A coalition of Republican senators is pressuring the European Union to designate Iran’s Islamic Revolutionary Guard Corps (IRGC) as a terrorist organization, warning that Tehran’s paramilitary fighting force is "sowing terror in the West."
"The IRGC clearly presents a threat to the EU and our collective security," 12 Republican senators led by Sen. James Risch (R., Idaho), ranking member on the Senate Foreign Relations Committee, wrote on Wednesday to Josep Borrell, the EU’s high representative for foreign affairs and security policy. "It is long past time to cut off its resources before the next tragedy strikes."
The EU has stalled for months on a recommendation by the European Parliament that it designate the IRGC as a terrorist organization and put in place a strict sanctions regime. European countries have been hesitant to move forward with such a designation due to trade relations, but pressure has mounted in the months since Iran began supplying lethal drone technology to Russia for its war in Ukraine. Iran has issued threats of "unwanted legal and political consequences" for Europe if it designates the IRGC as a terrorist group.
Republicans say an EU "designation will cripple the IRGC's ability to promote terrorism and will make the world safer for Americans and Europeans alike," according to a copy of the letter exclusively obtained by the Washington Free Beacon.
The United States designated the IRGC as a global terrorist organization in 2019. The decision authorized a bevy of sanctions on the IRGC, its terrorist affiliates, and large portions of Iran’s economic sector that are controlled by the elite fighting force. While the Biden administration initially contemplated removing this designation as part of concessions aimed at securing a revamped version of the 2015 nuclear deal, Republican pushback thwarted that effort.
The EU approved sweeping sanctions on Iran in late January, including some measures that targeted the IRGC, although it stopped short of designating the group. European countries are "seriously alarmed by Iran's move to supply Russia with drones for its war in Ukraine," according to Axios.
"Amidst the IRGC's ongoing support of Russian war crimes in Ukraine, EU reluctance both weakens our collective resolve against Russia and ignores the Iranian government's goal of sowing terror in the West," the senators wrote. "The growing alignment of Russian and Iranian activities, including the use of Iranian drones in Ukraine, makes the IRGC complicit in Russia's terror."
An EU designation of the IRGC will ultimately "sharpen and align the U.S. and EU responses to Russian aggression," according to the senators.
The EU has delayed action on the IRGC by claiming it does not have enough evidence to legally designate Tehran’s forces. But the Republican senators say that Iran’s terrorism plots across Europe provide all the proof needed to move forward with a terror designation.
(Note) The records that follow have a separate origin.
use serde::{Deserialize, Serialize};

/// A `(skip, count)` request plus the total the source reported for it.
#[derive(Debug, Clone, Copy, PartialEq, Eq, Hash, Serialize, Deserialize)]
pub struct PageWindow {
    pub skip: u64,
    pub count: u64,
    pub total: Option<u64>,
}

impl PageWindow {
    /// Window with a pre-validated skip and a count of at least one.
    pub fn new(skip: u64, count: u64) -> Self {
        Self {
            skip,
            count: count.max(1),
            total: None,
        }
    }

    pub fn with_total(self, total: u64) -> Self {
        Self {
            total: Some(total),
            ..self
        }
    }

    /// `skip + count < total`, using the most recently reported total.
    pub fn has_more(&self) -> bool {
        self.total
            .map_or(false, |total| self.skip.saturating_add(self.count) < total)
    }

    pub fn end(&self) -> u64 {
        self.skip.saturating_add(self.count)
    }

    /// Slice bounds for a list of `len` items.
    pub fn bounds(&self, len: usize) -> (usize, usize) {
        let start = usize::try_from(self.skip).unwrap_or(usize::MAX).min(len);
        let end = usize::try_from(self.end()).unwrap_or(usize::MAX).min(len);
        (start, end)
    }
}

/// Maps caller-supplied offsets and page indexes onto [`PageWindow`]s.
///
/// `base_skip` reserves leading positions: the "recent with main" listing uses
/// a base of 1 so the main article is never repeated in paged results.
#[derive(Debug, Clone, Copy, PartialEq, Eq)]
pub struct Paginator {
    pub default_count: u64,
    pub base_skip: u64,
}

impl Paginator {
    pub fn new(default_count: u64) -> Self {
        Self {
            default_count: default_count.max(1),
            base_skip: 0,
        }
    }

    pub fn with_base_skip(mut self, base_skip: u64) -> Self {
        self.base_skip = base_skip;
        self
    }

    /// Clamp a raw request: negative skip becomes 0 (then at least
    /// `base_skip`), non-positive count becomes the default.
    pub fn window(&self, skip: i64, count: i64) -> PageWindow {
        let skip = u64::try_from(skip).unwrap_or(0).max(self.base_skip);
        let count = match u64::try_from(count) {
            Ok(count) if count > 0 => count,
            _ => self.default_count,
        };
        PageWindow::new(skip, count)
    }

    /// Window for 0-based page `n`: `skip = base_skip + n * count`.
    pub fn page(&self, n: u64) -> PageWindow {
        PageWindow::new(
            self.base_skip
                .saturating_add(n.saturating_mul(self.default_count)),
            self.default_count,
        )
    }

    /// Whether page `n + 1` exists given the total reported by the last fetch.
    pub fn has_next_page(&self, n: u64, total: u64) -> bool {
        total > self.page(n).end()
    }

    pub fn has_more(&self, window: &PageWindow) -> bool {
        window.has_more()
    }
}

#[cfg(test)]
mod tests {
    use super::*;

    #[test]
    fn test_window_clamps_inputs() {
        let paginator = Paginator::new(6);

        assert_eq!(paginator.window(-3, 4), PageWindow::new(0, 4));
        assert_eq!(paginator.window(2, 0), PageWindow::new(2, 6));
        assert_eq!(paginator.window(2, -9), PageWindow::new(2, 6));
    }

    #[test]
    fn test_base_skip_reserves_main_article() {
        let paginator = Paginator::new(6).with_base_skip(1);

        assert_eq!(paginator.window(0, 3).skip, 1);
        assert_eq!(paginator.window(7, 3).skip, 7);
        assert_eq!(paginator.page(0).skip, 1);
        assert_eq!(paginator.page(2).skip, 13);
    }

    #[test]
    fn test_cursor_with_total_ten() {
        let paginator = Paginator::new(4);

        let first = paginator.page(0).with_total(10);
        assert!(paginator.has_more(&first));
        assert!(paginator.has_next_page(0, 10));

        let third = paginator.page(2).with_total(10);
        assert_eq!(third.skip, 8);
        assert!(!third.has_more());
        assert!(!paginator.has_next_page(2, 10));
    }

    #[test]
    fn test_next_page_counts_reserved_slots() {
        let paginator = Paginator::new(6).with_base_skip(1);

        // Main article plus six: nothing left after page 0.
        assert!(!paginator.has_next_page(0, 7));
        assert!(!paginator.page(0).with_total(7).has_more());
        assert!(paginator.has_next_page(0, 8));
    }

    #[test]
    fn test_unknown_total_has_no_more() {
        assert!(!PageWindow::new(0, 5).has_more());
    }

    #[test]
    fn test_bounds_clip_to_len() {
        assert_eq!(PageWindow::new(1, 5).bounds(3), (1, 3));
        assert_eq!(PageWindow::new(9, 5).bounds(3), (3, 3));
        assert_eq!(PageWindow::new(u64::MAX, 5).bounds(3), (3, 3));
    }
}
"IRGC actions have already hurt Europeans," they wrote, pointing to the July 2012 arrest of an IRGC operative in Bulgaria who was "suspected of planning an attack on a synagogue in Sophia."
In 2016 and then again in 2022, German officials also arrested "IRGC-sponsored assassins," according to the senators. In April 2022, an IRGC operative disclosed assassination plots in Germany and France.
"It is clear," the senators conclude, "that there is sufficient evidence of IRGC malign conduct in Europe to warrant a terror designation."